Now, with that being said, we are sending troops and other things to the Middle East to help Saudi Arabia. But are you ready? Saudi Arabia, at my request, has agreed to pay us for everything we’re doing. That’s a first.
But Saudi Arabia — and other countries, too, now — but Saudi Arabia has agreed to pay us for everything we’re doing to help them. And we appreciate that.
It really makes me wonder what Trump would do if Iran began bidding for American military services. Would he abandon the Saudis if the price were right?
No doubt some readers wonder why we send military aid without financial compensation to other nations. The reason is that the system of international diplomacy doesn’t operate on a financial basis, nor can it; the goals of diplomacy are not facilitated by the transactional nature of the financial system. Why? A financial system is not about national existential questions, it’s about facilitating economic activity. It doesn’t foster analysis, or institutional memory.
And those two latter elements, among others, are critical elements of international diplomacy. Understanding what another nation’s ruling class intends to do – to you -requires institutional memory and analysis. Making wise decisions which increase your country’s prosperity by discouraging or, worse, defeating, an adversary’s armies and, thus, ambitions is the role of government.
On the other hand, sending your army off at the beckon of a pocketbook may increase accounts temporary, and they may not be used against you, but it may deprive you of needed troops elsewhere.
But that’s just the surface layer. A mercenary player in international diplomacy may think they’re taking advantage of international tensions to reap a windfall, but they’re assuming a static situation. Their clients soon become aware of the chaos caused by mercenaries who are allies in one conflict, enemies in the next, and always collecting intelligence on their own clients.
This is not a stable situation, and soon the mercenaries are dispatched. If they’re lucky, they’re boycotted; the unfortunate mercenary armies are massacred. Allegiance to national interests remains the gold standard, even today; the blue helmets of the United Nations are not considered to be an elite fighting force.

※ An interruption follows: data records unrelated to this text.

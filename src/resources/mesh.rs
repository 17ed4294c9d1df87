//! Mesh data structures and generation

use crate::backend::factory::MeshBufferFactory;
use crate::backend::{BackendError, BackendResult, MeshBuffer, MeshHandle, RendererBackend};
use std::fmt;

/// CPU-side triangle list geometry plus its GPU buffer.
///
/// Positions and normals are flat `xyz` float arrays of equal length.
/// `configure` must succeed before the mesh can be drawn.
#[derive(Default)]
pub struct Mesh {
    vertices: Vec<f32>,
    normals: Vec<f32>,
    buffer: Option<Box<dyn MeshBuffer>>,
}

impl Mesh {
    pub fn new(vertices: Vec<f32>, normals: Vec<f32>) -> Self {
        Self {
            vertices,
            normals,
            buffer: None,
        }
    }

    /// Unit cube as 36 inward-visible vertices, used for skyboxes
    pub fn cube() -> Self {
        #[rustfmt::skip]
        const FACES: [[f32; 3]; 36] = [
            // -Z
            [-1.0,  1.0, -1.0], [-1.0, -1.0, -1.0], [ 1.0, -1.0, -1.0],
            [ 1.0, -1.0, -1.0], [ 1.0,  1.0, -1.0], [-1.0,  1.0, -1.0],
            // -X
            [-1.0, -1.0,  1.0], [-1.0, -1.0, -1.0], [-1.0,  1.0, -1.0],
            [-1.0,  1.0, -1.0], [-1.0,  1.0,  1.0], [-1.0, -1.0,  1.0],
            // +X
            [ 1.0, -1.0, -1.0], [ 1.0, -1.0,  1.0], [ 1.0,  1.0,  1.0],
            [ 1.0,  1.0,  1.0], [ 1.0,  1.0, -1.0], [ 1.0, -1.0, -1.0],
            // +Z
            [-1.0, -1.0,  1.0], [-1.0,  1.0,  1.0], [ 1.0,  1.0,  1.0],
            [ 1.0,  1.0,  1.0], [ 1.0, -1.0,  1.0], [-1.0, -1.0,  1.0],
            // +Y
            [-1.0,  1.0, -1.0], [ 1.0,  1.0, -1.0], [ 1.0,  1.0,  1.0],
            [ 1.0,  1.0,  1.0], [-1.0,  1.0,  1.0], [-1.0,  1.0, -1.0],
            // -Y
            [-1.0, -1.0, -1.0], [-1.0, -1.0,  1.0], [ 1.0, -1.0, -1.0],
            [ 1.0, -1.0, -1.0], [-1.0, -1.0,  1.0], [ 1.0, -1.0,  1.0],
        ];

        let vertices: Vec<f32> = FACES.iter().flatten().copied().collect();
        // Each face is the axis all three corners share; normals point inward
        let normals = FACES
            .chunks(3)
            .flat_map(|tri| {
                let axis = (0..3)
                    .find(|&a| tri[0][a] == tri[1][a] && tri[1][a] == tri[2][a])
                    .unwrap_or(0);
                let mut n = [0.0f32; 3];
                n[axis] = -tri[0][axis];
                [n, n, n]
            })
            .flatten()
            .collect();
        Self::new(vertices, normals)
    }

    pub fn vertices(&self) -> &[f32] {
        &self.vertices
    }

    pub fn normals(&self) -> &[f32] {
        &self.normals
    }

    /// Replace the positions; the GPU buffer must be reconfigured
    pub fn set_vertices(&mut self, vertices: Vec<f32>) {
        self.vertices = vertices;
        self.buffer = None;
    }

    /// Replace the normals; the GPU buffer must be reconfigured
    pub fn set_normals(&mut self, normals: Vec<f32>) {
        self.normals = normals;
        self.buffer = None;
    }

    /// Number of vertices (not floats)
    pub fn vertex_count(&self) -> usize {
        self.vertices.len() / 3
    }

    pub fn triangle_count(&self) -> usize {
        self.vertex_count() / 3
    }

    /// Check the layout invariants a GPU upload relies on
    pub fn validate(&self) -> BackendResult<()> {
        if self.vertices.is_empty() {
            return Err(BackendError::BufferCreationFailed("mesh has no vertices".into()));
        }
        if self.vertices.len() % 3 != 0 {
            return Err(BackendError::BufferCreationFailed(format!(
                "vertex array length {} is not a multiple of 3",
                self.vertices.len()
            )));
        }
        if self.vertices.len() != self.normals.len() {
            return Err(BackendError::BufferCreationFailed(format!(
                "{} vertex floats but {} normal floats",
                self.vertices.len(),
                self.normals.len()
            )));
        }
        Ok(())
    }

    /// Create the GPU buffers on the backend's device
    pub fn configure(&mut self, backend: &dyn RendererBackend) -> BackendResult<()> {
        self.validate()?;
        let mut buffer =
            MeshBufferFactory::create(backend.graphics_api(), &backend.device_context())?;
        buffer.create_buffers(&self.vertices, &self.normals)?;
        self.buffer = Some(buffer);
        Ok(())
    }

    pub fn is_configured(&self) -> bool {
        self.buffer.is_some()
    }

    pub fn bind(&mut self) {
        if let Some(buffer) = self.buffer.as_mut() {
            buffer.bind();
        }
    }

    pub fn unbind(&mut self) {
        if let Some(buffer) = self.buffer.as_mut() {
            buffer.unbind();
        }
    }

    pub fn is_bound(&self) -> bool {
        self.buffer.as_ref().is_some_and(|b| b.is_bound())
    }

    /// Native handle, `MeshHandle::None` until configured
    pub fn handle(&self) -> MeshHandle {
        self.buffer
            .as_ref()
            .map(|b| b.handle())
            .unwrap_or_default()
    }
}

impl fmt::Debug for Mesh {
    fn fmt(&self, f: &mut fmt::Formatter<'_>) -> fmt::Result {
        f.debug_struct("Mesh")
            .field("vertex_count", &self.vertex_count())
            .field("configured", &self.is_configured())
            .finish()
    }
}

#[cfg(test)]
mod tests {
    use super::*;

    #[test]
    fn cube_layout() {
        let cube = Mesh::cube();
        assert_eq!(cube.vertex_count(), 36);
        assert_eq!(cube.triangle_count(), 12);
        assert_eq!(cube.vertices().len(), cube.normals().len());
        assert!(cube.validate().is_ok());
    }

    #[test]
    fn cube_normals_are_unit_axes() {
        let cube = Mesh::cube();
        for n in cube.normals().chunks(3) {
            let len: f32 = n.iter().map(|c| c * c).sum();
            assert_eq!(len, 1.0);
        }
    }

    #[test]
    fn validation_rejects_bad_layouts() {
        assert!(Mesh::new(vec![], vec![]).validate().is_err());
        assert!(Mesh::new(vec![0.0; 4], vec![0.0; 4]).validate().is_err());
        assert!(Mesh::new(vec![0.0; 9], vec![0.0; 6]).validate().is_err());
    }

    #[test]
    fn replacing_vertices_drops_configuration() {
        let mut mesh = Mesh::new(vec![0.0; 9], vec![0.0; 9]);
        mesh.set_vertices(vec![1.0; 9]);
        assert!(!mesh.is_configured());
        assert_eq!(mesh.handle().vertex_count(), 0);
    }
}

And the reputation of the mercenary army’s homeland? Besmirched. Funny word, isn’t it? It means a lower level of trust, less influence in the world.
President Trump has proven to be a very limited man. He’s a real estate developer of mediocre ability, who moved on to television stardom as the guy whose primary talent was his catchphrase: You’re fired! Not electrifying credentials for holding the top job in the United States, and he’s proving it. His emphasis on money puts his limits up in neon: I’ll do anything for a bit of cash.
United States parents, for all President Trump tells us he hates foreign wars, don’t believe him, it’s not true.
He hates not being paid like a mercenary for a foreign war.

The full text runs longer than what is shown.